Second, and less obvious: this book was tough to write. I have heard tell that it's the second book in a series that's the worst, and as I am writing one of those now, okay, yeah. I get it. But for On the Bones of Gods, that honor went to ALLY. I wrote it like I had until that point written everything: total pantser, no idea what's coming, whee! (I swear, Lisa, if you are reading this: I can plan plots. Plot plots? --That. I can. I do it with RPGs all the time.) That led to a lot of omgwtf moments in the prose, digressions, me trying to figure out what the hell to do, what payoff would possibly suffice for what had come before, how I could knot off all the threads (while trying to remember what those threads were) and resolve character arcs. I knew what the climax would look like. It was all the rest of it.
See, here's the ass-pain about world-building. You find cracks and unfinished bits all over the place, even in book three, even when you think you've figured it all out. I worked out backstory that ended up getting cut out. I wrote plot twists that turned into plot-tangles of the Gordian knot variety, and had to be similarly solved. And because I know where every seam is, every knot, every mistake... I see those first, every time. I hear from people whose opinion I trust that ALLY is good, really good. Which--well, good. I'm pretty proud of it.
Third (it's a post about trilogies. It needs three learning points): I've changed my writing habits a lot since On the Bones of Gods.
I wrote all three books in the evenings, and with ALLY, I wrote while drinking (not like Hemingway, but enough to get past the inner voice who was screaming that I was doing it all wrong, all of it, what was wrong with me). This made for steady progress through the first draft and an awful lot of revising before it was even fit to send to my first reader, much less to my agent. I stopped writing at night after ALLY partly because Nous finished his damn dissertation and suddenly I had a husband again, and also because I have finally achieved that imperial stout level of Oh fuck it, just write without needing the imperial stout. I've finally internalized what I tell my students all the time: just fucking write it. Revise later. It can be awful. Write the awful to get to the good.

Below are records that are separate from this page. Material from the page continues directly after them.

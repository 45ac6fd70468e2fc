use argon2::password_hash::{rand_core::OsRng, PasswordHash, PasswordHasher, PasswordVerifier, SaltString};
use argon2::Argon2;
use subtle::ConstantTimeEq;

use crate::error::SiteError;

/// Constant-time string comparison to prevent timing attacks
/// Use this for comparing emails, secrets, and other sensitive values
pub fn constant_time_compare(a: &str, b: &str) -> bool {
    if a.len() != b.len() {
        return false;
    }
    a.as_bytes().ct_eq(b.as_bytes()).into()
}

/// Argon2id hasher. Tests use minimal parameters so they stay fast; the
/// parameters are embedded in every hash, so verification is unaffected.
fn argon2_instance() -> Argon2<'static> {
    #[cfg(test)]
    {
        use argon2::{Algorithm, Params, Version};
        let params = Params::new(1024, 1, 1, None).expect("valid Argon2 params for tests");
        Argon2::new(Algorithm::Argon2id, Version::V0x13, params)
    }

    #[cfg(not(test))]
    {
        // Argon2id with memory=19456 KiB, iterations=2, parallelism=1
        Argon2::default()
    }
}

/// Hash a password into a PHC string (`$argon2id$v=19$...`) with a random salt.
pub fn hash_password(password: &str) -> Result<String, SiteError> {
    let salt = SaltString::generate(&mut OsRng);
    argon2_instance()
        .hash_password(password.as_bytes(), &salt)
        .map(|hash| hash.to_string())
        .map_err(|e| SiteError::PasswordHash(e.to_string()))
}

/// Check that `hash` is a PHC string this crate can verify against.
pub fn is_valid_hash(hash: &str) -> bool {
    PasswordHash::new(hash).is_ok()
}

/// Verify a password against a PHC hash string.
///
/// A hash that cannot be parsed verifies nothing.
pub fn verify_password(password: &str, hash: &str) -> bool {
    match PasswordHash::new(hash) {
        Ok(parsed) => Argon2::default()
            .verify_password(password.as_bytes(), &parsed)
            .is_ok(),
        Err(_) => false,
    }
}

#[cfg(test)]
mod tests {
    use super::*;

    #[test]
    fn test_constant_time_compare() {
        assert!(constant_time_compare("secret123", "secret123"));
        assert!(!constant_time_compare("secret123", "secret124"));
        assert!(!constant_time_compare("secret123", "secret12"));
        assert!(!constant_time_compare("", "secret"));
    }

    #[test]
    fn test_hash_and_verify() {
        let hash = hash_password("correct horse").unwrap();
        assert!(hash.starts_with("$argon2id$"));
        assert!(is_valid_hash(&hash));
        assert!(verify_password("correct horse", &hash));
        assert!(!verify_password("battery staple", &hash));
    }

    #[test]
    fn test_different_hashes_for_same_password() {
        let hash1 = hash_password("same").unwrap();
        let hash2 = hash_password("same").unwrap();
        assert_ne!(hash1, hash2);
        assert!(verify_password("same", &hash1));
        assert!(verify_password("same", &hash2));
    }

    #[test]
    fn test_malformed_hash_never_verifies() {
        assert!(!is_valid_hash("not-a-hash"));
        assert!(!verify_password("anything", "not-a-hash"));
        assert!(!verify_password("", ""));
    }
}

I've also shifted to morning writing. I think this is because On the Bones of Gods was "hobby" writing, which is to say--I wasn't sure it'd ever become anything. I wrote with no agent, no prospect of sales. It was... I don't want to say fun, because writing rarely is for me, but it was definitely that thing I was doing for me, so I had to fit in after the teaching and grading and cooking and cleaning and all that because I am just that way. Sometimes there's not much brain or energy left at the end of the day, so... the beer helped. I also had a soundtrack for On the Bones of Gods, one for each book; the music also helped punch past the anxiety of figuring out wtf I was doing.
Now--after getting an agent and two book contracts*, knowing that this writing thing can be a thing--producing wordcount is a job, and one that competes with the teaching and grading for my daylight attention. That means with coffee, cold sober, all my attention, no soundtrack.***
I wrote Rory mostly over a summer. TCFF (not a sequel to RORY, but in the same world, a sort of proof-of-concept for space fantasy) I wrote during a school year, in fits and ferocious starts, in the mornings when I had neither class nor grading. I rearranged my syllabi to guarantee me 2-4 mornings a week for writing, not teaching or teaching related stuff. Now, with RORY 2, I am repeating that process: scheduled time to write, which goddammit, I adhere to. (I have tried to fix that sentence. It's ugly. I think we're stuck with it.)

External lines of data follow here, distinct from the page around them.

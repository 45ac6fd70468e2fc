//! Server core of a multilingual content site: locale-prefixed routing,
//! localized record fields, preferred-language persistence, admin login and
//! toast notifications.

pub mod auth;
pub mod config;
pub mod error;
pub mod i18n;
pub mod localized;
pub mod preferences;
pub mod routing;
pub mod security;
pub mod server;
pub mod toast;
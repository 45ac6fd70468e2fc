use std::sync::Arc;

use anyhow::Result;
use localized_site::config::Config;
use localized_site::server::{self, AppState};
use tracing::info;

#[tokio::main]
async fn main() -> Result<()> {
    // Load .env file (ignored in production)
    let _ = dotenvy::dotenv();

    // Initialize logging
    tracing_subscriber::fmt()
        .with_env_filter(
            tracing_subscriber::EnvFilter::from_default_env()
                .add_directive("localized_site=info".parse()?),
        )
        .init();

    info!("Starting localized site server");

    let config = Config::from_env()?;
    info!(
        "Default locale: {}, supported: {}",
        config.default_locale,
        config.supported_locales.join(", ")
    );

    server::serve(Arc::new(AppState::new(config))).await
}
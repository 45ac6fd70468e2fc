use anyhow::{Context, Result};
use tracing::warn;

use crate::auth::AdminIdentity;
use crate::i18n::{Locale, LocaleRegistry};
use crate::security::hash_password;

/// Development password used when `ADMIN_PASSWORD_HASH` is not set.
pub const DEV_ADMIN_PASSWORD: &str = "admin1234";

#[derive(Debug, Clone)]
pub struct Config {
    // Admin
    pub admin: AdminIdentity,
    /// URL segment hiding the admin entry point (`/<locale>/<secret>`)
    pub secret_admin_path: String,

    // Locales
    pub supported_locales: Vec<&'static str>,
    pub default_locale: Locale,

    // Server
    pub port: u16,
}

impl Config {
    pub fn from_env() -> Result<Self> {
        let admin_email =
            std::env::var("ADMIN_EMAIL").unwrap_or_else(|_| "admin@example.com".to_string());

        let password_hash = match std::env::var("ADMIN_PASSWORD_HASH") {
            Ok(hash) if !hash.trim().is_empty() => hash.trim().to_string(),
            _ => {
                warn!("ADMIN_PASSWORD_HASH not set, using the development admin password");
                hash_password(DEV_ADMIN_PASSWORD)
                    .context("Failed to hash development admin password")?
            }
        };

        let default_locale = match std::env::var("DEFAULT_LOCALE") {
            Ok(code) => Locale::from_code(code.trim()).unwrap_or_else(|e| {
                warn!("DEFAULT_LOCALE ignored: {}", e);
                Locale::default_locale()
            }),
            Err(_) => Locale::default_locale(),
        };

        Ok(Self {
            admin: AdminIdentity {
                email: admin_email,
                password_hash,
            },
            secret_admin_path: std::env::var("SECRET_ADMIN_PATH")
                .ok()
                .map(|path| path.trim_matches('/').to_string())
                .filter(|path| !path.is_empty())
                .unwrap_or_else(|| "manage-7f3a".to_string()),

            supported_locales: LocaleRegistry::get().codes(),
            default_locale,

            port: std::env::var("PORT")
                .ok()
                .and_then(|v| v.parse().ok())
                .unwrap_or(8080),
        })
    }
}
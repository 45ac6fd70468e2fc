use anyhow::{bail, Context, Result};
use localized_site::security::hash_password;
use std::io::BufRead;
use tracing::info;

/// Print an `ADMIN_PASSWORD_HASH` value for a password given as the first
/// argument or, without arguments, on the first line of stdin.
fn main() -> Result<()> {
    tracing_subscriber::fmt()
        .with_env_filter(
            tracing_subscriber::EnvFilter::from_default_env()
                .add_directive("hash_admin_password=info".parse()?),
        )
        .with_writer(std::io::stderr)
        .init();

    let password = match std::env::args().nth(1) {
        Some(arg) => arg,
        None => {
            info!("Reading password from stdin");
            let mut line = String::new();
            std::io::stdin()
                .lock()
                .read_line(&mut line)
                .context("Failed to read password from stdin")?;
            line.trim_end_matches(['\r', '\n']).to_string()
        }
    };

    if password.is_empty() {
        bail!("Password must not be empty");
    }

    let hash = hash_password(&password).context("Failed to hash password")?;
    println!("ADMIN_PASSWORD_HASH='{}'", hash);
    Ok(())
}
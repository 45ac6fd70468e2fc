//! Locale-prefix routing.
//!
//! Every page URL carries its locale as the first path segment
//! (`/ko/about`). Requests without one are redirected to the same path
//! under the default locale before any page handler runs.

use std::sync::{Arc, OnceLock};

use axum::extract::{Request, State};
use axum::middleware::Next;
use axum::response::{IntoResponse, Redirect, Response};
use regex::Regex;
use tracing::debug;

use crate::server::AppState;

/// Outcome of inspecting a request path.
#[derive(Debug, Clone, PartialEq, Eq)]
pub enum RouteAction {
    /// The path already carries a supported locale prefix
    Pass,
    /// The path must be served under this locale-prefixed path instead
    RedirectTo(String),
}

/// Decide whether `path` already has a supported locale prefix.
///
/// A path has a locale when it equals `/<loc>` or starts with `/<loc>/`.
/// Matching is exact: `EN` is not `en`. Paths are expected to be
/// root-relative.
///
/// ```
/// use localized_site::routing::{resolve, RouteAction};
///
/// let supported = ["en", "ko"];
/// assert_eq!(resolve("/ko/menu", &supported, "en"), RouteAction::Pass);
/// assert_eq!(resolve("/", &supported, "en"), RouteAction::RedirectTo("/en".into()));
/// assert_eq!(resolve("/menu", &supported, "en"), RouteAction::RedirectTo("/en/menu".into()));
/// ```
pub fn resolve<S: AsRef<str>>(path: &str, supported: &[S], default_locale: &str) -> RouteAction {
    let has_locale = supported.iter().any(|locale| {
        let locale = locale.as_ref();
        match path.strip_prefix('/').and_then(|rest| rest.strip_prefix(locale)) {
            Some(rest) => rest.is_empty() || rest.starts_with('/'),
            None => false,
        }
    });

    if has_locale {
        return RouteAction::Pass;
    }

    let suffix = if path == "/" { "" } else { path };
    RouteAction::RedirectTo(format!("/{}{}", default_locale, suffix))
}

static EXCLUDED_PATHS: OnceLock<Regex> = OnceLock::new();

/// Paths served without locale handling: API routes, framework assets,
/// images and the favicon.
pub fn is_excluded(path: &str) -> bool {
    let regex = EXCLUDED_PATHS.get_or_init(|| {
        Regex::new(r"^(?:/(?:api|_next/static|_next/image|images)(?:/|$)|/favicon\.ico$)")
            .expect("valid exclusion regex")
    });
    regex.is_match(path)
}

/// Axum middleware redirecting unprefixed page requests to the default locale.
///
/// The query string is carried over to the redirect target.
pub async fn locale_redirect(
    State(state): State<Arc<AppState>>,
    req: Request,
    next: Next,
) -> Response {
    let path = req.uri().path();

    if is_excluded(path) {
        return next.run(req).await;
    }

    match resolve(
        path,
        &state.config.supported_locales,
        state.config.default_locale.code(),
    ) {
        RouteAction::Pass => next.run(req).await,
        RouteAction::RedirectTo(mut target) => {
            if let Some(query) = req.uri().query() {
                target.push('?');
                target.push_str(query);
            }
            debug!("Redirecting {} -> {}", req.uri(), target);
            Redirect::temporary(&target).into_response()
        }
    }
}
//! Locale-aware date formatting for record timestamps.

use chrono::{DateTime, Datelike, NaiveDate, Timelike, Utc};

use crate::i18n::Locale;

const ENGLISH_MONTHS: [&str; 12] = [
    "January",
    "February",
    "March",
    "April",
    "May",
    "June",
    "July",
    "August",
    "September",
    "October",
    "November",
    "December",
];

const INDONESIAN_MONTHS: [&str; 12] = [
    "Januari",
    "Februari",
    "Maret",
    "April",
    "Mei",
    "Juni",
    "Juli",
    "Agustus",
    "September",
    "Oktober",
    "November",
    "Desember",
];

const ARABIC_MONTHS: [&str; 12] = [
    "يناير",
    "فبراير",
    "مارس",
    "أبريل",
    "مايو",
    "يونيو",
    "يوليو",
    "أغسطس",
    "سبتمبر",
    "أكتوبر",
    "نوفمبر",
    "ديسمبر",
];

/// Format a calendar date in the locale's long style.
///
/// ```
/// use chrono::NaiveDate;
/// use localized_site::i18n::{format_date, Locale};
///
/// let date = NaiveDate::from_ymd_opt(2025, 1, 5).unwrap();
/// assert_eq!(format_date(date, Locale::ENGLISH), "January 5, 2025");
/// assert_eq!(format_date(date, Locale::KOREAN), "2025년 1월 5일");
/// ```
pub fn format_date(date: NaiveDate, locale: Locale) -> String {
    let (year, month, day) = (date.year(), date.month(), date.day());
    // month() is 1-based and always in 1..=12
    let month_index = (month - 1) as usize;

    match locale.code() {
        "ko" => format!("{}년 {}월 {}일", year, month, day),
        "ja" | "zh" => format!("{}年{}月{}日", year, month, day),
        "id" => format!("{} {} {}", day, INDONESIAN_MONTHS[month_index], year),
        "ar" => format!("{} {} {}", day, ARABIC_MONTHS[month_index], year),
        _ => format!("{} {}, {}", ENGLISH_MONTHS[month_index], day, year),
    }
}

/// Format a UTC timestamp as the locale's long date followed by `HH:MM`.
pub fn format_date_time(timestamp: DateTime<Utc>, locale: Locale) -> String {
    format!(
        "{} {:02}:{:02}",
        format_date(timestamp.date_naive(), locale),
        timestamp.hour(),
        timestamp.minute()
    )
}

/// Parse an RFC 3339 timestamp and format its date for the locale.
///
/// The date is taken in the timestamp's own offset. Unparseable input yields
/// an empty string, the same way a missing record field does.
pub fn format_rfc3339_date(text: &str, locale: Locale) -> String {
    match DateTime::parse_from_rfc3339(text.trim()) {
        Ok(parsed) => format_date(parsed.date_naive(), locale),
        Err(e) => {
            tracing::debug!("Ignoring unparseable timestamp {:?}: {}", text, e);
            String::new()
        }
    }
}

#[cfg(test)]
mod tests {
    use super::*;
    use chrono::TimeZone;

    fn date(y: i32, m: u32, d: u32) -> NaiveDate {
        NaiveDate::from_ymd_opt(y, m, d).unwrap()
    }

    #[test]
    fn test_format_date_per_locale() {
        let d = date(2025, 1, 5);
        assert_eq!(format_date(d, Locale::resolve("en")), "January 5, 2025");
        assert_eq!(format_date(d, Locale::resolve("ko")), "2025년 1월 5일");
        assert_eq!(format_date(d, Locale::resolve("ja")), "2025年1月5日");
        assert_eq!(format_date(d, Locale::resolve("zh")), "2025年1月5日");
        assert_eq!(format_date(d, Locale::resolve("id")), "5 Januari 2025");
        assert_eq!(format_date(d, Locale::resolve("ar")), "5 يناير 2025");
    }

    #[test]
    fn test_format_date_december() {
        let d = date(2024, 12, 31);
        assert_eq!(format_date(d, Locale::ENGLISH), "December 31, 2024");
        assert_eq!(format_date(d, Locale::resolve("id")), "31 Desember 2024");
    }

    #[test]
    fn test_format_date_time_pads_minutes() {
        let ts = Utc.with_ymd_and_hms(2025, 3, 9, 7, 4, 59).unwrap();
        assert_eq!(format_date_time(ts, Locale::ENGLISH), "March 9, 2025 07:04");
        assert_eq!(format_date_time(ts, Locale::KOREAN), "2025년 3월 9일 07:04");
    }

    #[test]
    fn test_format_rfc3339_uses_own_offset() {
        // 23:30 in UTC+09:00 is still the 5th locally
        let text = "2025-01-05T23:30:00+09:00";
        assert_eq!(format_rfc3339_date(text, Locale::ENGLISH), "January 5, 2025");
    }

    #[test]
    fn test_format_rfc3339_invalid_is_empty() {
        assert_eq!(format_rfc3339_date("yesterday", Locale::ENGLISH), "");
        assert_eq!(format_rfc3339_date("", Locale::KOREAN), "");
    }
}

I'm still anxious about wtf I am doing, of course. But I've shifted how I deal with that. I work through plot-knots the same way I work through game-planning: by hand, in a journal, with an actual pen. (Neil Gaiman likes fountain pens. I like these super fine-point felt-tips. Ballpoints are for teaching.) I give myself permission to sit and think, instead of fretting that I might not make wordcount and writing crap to make that magic number. I think my writing craft has leveled up, but I think my process has too.

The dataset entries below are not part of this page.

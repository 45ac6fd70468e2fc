//! Localized field resolution.
//!
//! Records coming from the content store carry one column per locale for
//! every translatable field (`name`, `name_ko`, `name_ja`, ...). The base
//! column holds the default-language text. Lookups never fail: a missing
//! record, a missing column and an empty column all degrade to the next
//! candidate and finally to an empty string.

use std::collections::{BTreeMap, HashMap};

use serde::{Deserialize, Serialize};
use serde_json::{Map, Value};

use crate::i18n::Locale;

/// Anything that can hand out raw field values by column name.
pub trait LocalizedRecord {
    /// The value stored under `key`, or `None` when the column is absent or
    /// holds no text.
    fn raw_field(&self, key: &str) -> Option<String>;
}

impl LocalizedRecord for Map<String, Value> {
    fn raw_field(&self, key: &str) -> Option<String> {
        match self.get(key)? {
            Value::String(s) => Some(s.clone()),
            Value::Number(n) => Some(n.to_string()),
            Value::Bool(b) => Some(b.to_string()),
            Value::Null | Value::Array(_) | Value::Object(_) => None,
        }
    }
}

impl LocalizedRecord for Value {
    fn raw_field(&self, key: &str) -> Option<String> {
        self.as_object()?.raw_field(key)
    }
}

impl LocalizedRecord for HashMap<String, String> {
    fn raw_field(&self, key: &str) -> Option<String> {
        self.get(key).cloned()
    }
}

impl LocalizedRecord for BTreeMap<String, String> {
    fn raw_field(&self, key: &str) -> Option<String> {
        self.get(key).cloned()
    }
}

fn non_empty<R: LocalizedRecord + ?Sized>(record: &R, key: &str) -> Option<String> {
    record.raw_field(key).filter(|value| !value.is_empty())
}

/// Resolve `field` for `locale` on a record.
///
/// Tries `<field>_<locale>`, then the base `<field>`, then gives up with an
/// empty string.
///
/// ```
/// use localized_site::localized::get_field;
/// use serde_json::json;
///
/// let tea = json!({ "name": "Tea", "name_ko": "차" });
/// assert_eq!(get_field(Some(&tea), "name", "ko"), "차");
/// assert_eq!(get_field(Some(&tea), "name", "ja"), "Tea");
/// assert_eq!(get_field(None::<&serde_json::Value>, "name", "ko"), "");
/// ```
pub fn get_field<R: LocalizedRecord + ?Sized>(record: Option<&R>, field: &str, locale: &str) -> String {
    let Some(record) = record else {
        return String::new();
    };

    non_empty(record, &format!("{}_{}", field, locale))
        .or_else(|| non_empty(record, field))
        .unwrap_or_default()
}

/// Resolve `field` by walking an explicit fallback chain before the base
/// column.
pub fn get_field_with_chain<R: LocalizedRecord + ?Sized>(
    record: Option<&R>,
    field: &str,
    chain: &FallbackChain,
) -> String {
    let Some(record) = record else {
        return String::new();
    };

    chain
        .codes()
        .iter()
        .find_map(|code| non_empty(record, &format!("{}_{}", field, code)))
        .or_else(|| non_empty(record, field))
        .unwrap_or_default()
}

/// Resolve several fields at once.
pub fn get_multiple_fields<R: LocalizedRecord + ?Sized>(
    record: Option<&R>,
    fields: &[&str],
    locale: &str,
) -> ResolvedFields {
    let mut resolved = ResolvedFields::default();
    for field in fields {
        if resolved.get(field).is_none() {
            resolved
                .entries
                .push((field.to_string(), get_field(record, field, locale)));
        }
    }
    resolved
}

/// Field name to resolved text, iterating in the order the names were
/// requested.
#[derive(Debug, Clone, Default, PartialEq, Eq)]
pub struct ResolvedFields {
    entries: Vec<(String, String)>,
}

impl ResolvedFields {
    pub fn get(&self, field: &str) -> Option<&str> {
        self.entries
            .iter()
            .find(|(name, _)| name == field)
            .map(|(_, value)| value.as_str())
    }

    pub fn iter(&self) -> impl Iterator<Item = (&str, &str)> {
        self.entries
            .iter()
            .map(|(name, value)| (name.as_str(), value.as_str()))
    }

    pub fn len(&self) -> usize {
        self.entries.len()
    }

    pub fn is_empty(&self) -> bool {
        self.entries.is_empty()
    }

    /// Render as a JSON object.
    pub fn to_json(&self) -> Value {
        Value::Object(
            self.entries
                .iter()
                .map(|(name, value)| (name.clone(), Value::String(value.clone())))
                .collect(),
        )
    }
}

/// Ordered list of locale codes tried before the base value.
#[derive(Debug, Clone, PartialEq, Eq)]
pub struct FallbackChain {
    codes: Vec<String>,
}

impl FallbackChain {
    /// Build a chain from codes, dropping empty codes and duplicates while
    /// keeping first occurrences in order.
    pub fn new<I, S>(codes: I) -> Self
    where
        I: IntoIterator<Item = S>,
        S: Into<String>,
    {
        let mut unique: Vec<String> = Vec::new();
        for code in codes.into_iter().map(Into::into) {
            if !code.is_empty() && !unique.contains(&code) {
                unique.push(code);
            }
        }
        Self { codes: unique }
    }

    /// The usual chain: requested locale, then the default locale.
    pub fn for_locale(requested: Locale, default: Locale) -> Self {
        Self::new([requested.code(), default.code()])
    }

    pub fn codes(&self) -> &[String] {
        &self.codes
    }
}

/// One translatable value with an explicit entry per locale.
///
/// `base` is the unsuffixed value used when no locale in the chain has text.
#[derive(Debug, Clone, Default, PartialEq, Eq, Serialize, Deserialize)]
pub struct LocalizedText {
    #[serde(default)]
    pub base: String,
    #[serde(default)]
    pub translations: BTreeMap<String, String>,
}

impl LocalizedText {
    pub fn new(base: impl Into<String>) -> Self {
        Self {
            base: base.into(),
            translations: BTreeMap::new(),
        }
    }

    pub fn with(mut self, locale: &str, value: impl Into<String>) -> Self {
        self.translations.insert(locale.to_string(), value.into());
        self
    }

    /// Collect `field` and every `field_<code>` column of a record.
    pub fn from_record<R: LocalizedRecord + ?Sized>(record: &R, field: &str, codes: &[&str]) -> Self {
        let mut text = Self::new(record.raw_field(field).unwrap_or_default());
        for code in codes {
            if let Some(value) = record.raw_field(&format!("{}_{}", field, code)) {
                text.translations.insert(code.to_string(), value);
            }
        }
        text
    }

    /// First non-empty value along `chain`, then `base`, then `""`.
    pub fn resolve(&self, chain: &FallbackChain) -> &str {
        chain
            .codes()
            .iter()
            .filter_map(|code| self.translations.get(code))
            .find(|value| !value.is_empty())
            .map(String::as_str)
            .unwrap_or(self.base.as_str())
    }
}

/// Field accessor bound to the locale of the current request.
#[derive(Debug, Clone, Copy)]
pub struct LocalizedAccessor {
    locale: Locale,
}

impl LocalizedAccessor {
    pub fn new(locale: Locale) -> Self {
        Self { locale }
    }

    pub fn locale(&self) -> Locale {
        self.locale
    }

    pub fn field<R: LocalizedRecord + ?Sized>(&self, record: Option<&R>, field: &str) -> String {
        get_field(record, field, self.locale.code())
    }

    pub fn fields<R: LocalizedRecord + ?Sized>(&self, record: Option<&R>, fields: &[&str]) -> ResolvedFields {
        get_multiple_fields(record, fields, self.locale.code())
    }
}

So anyway. ALLY is loose in the world. My first trilogy is finished. I'm both elated and a little sad. I'm gonna miss those people.
Now I'm going to make some more coffee and get back to work. RORY is coming.
*Yes! I have three books forthcoming from DAW**, staring in 2019 with How Rory Thorne Destroyed the Multiverse.
***There is a future project that I'm already planning which will get a soundtrack again, but because most of it will be in languages I don't speak (at least fluently), it'll be fine and not distracting. I just can't write the Rory stories to Scandinavian progressive folk metal.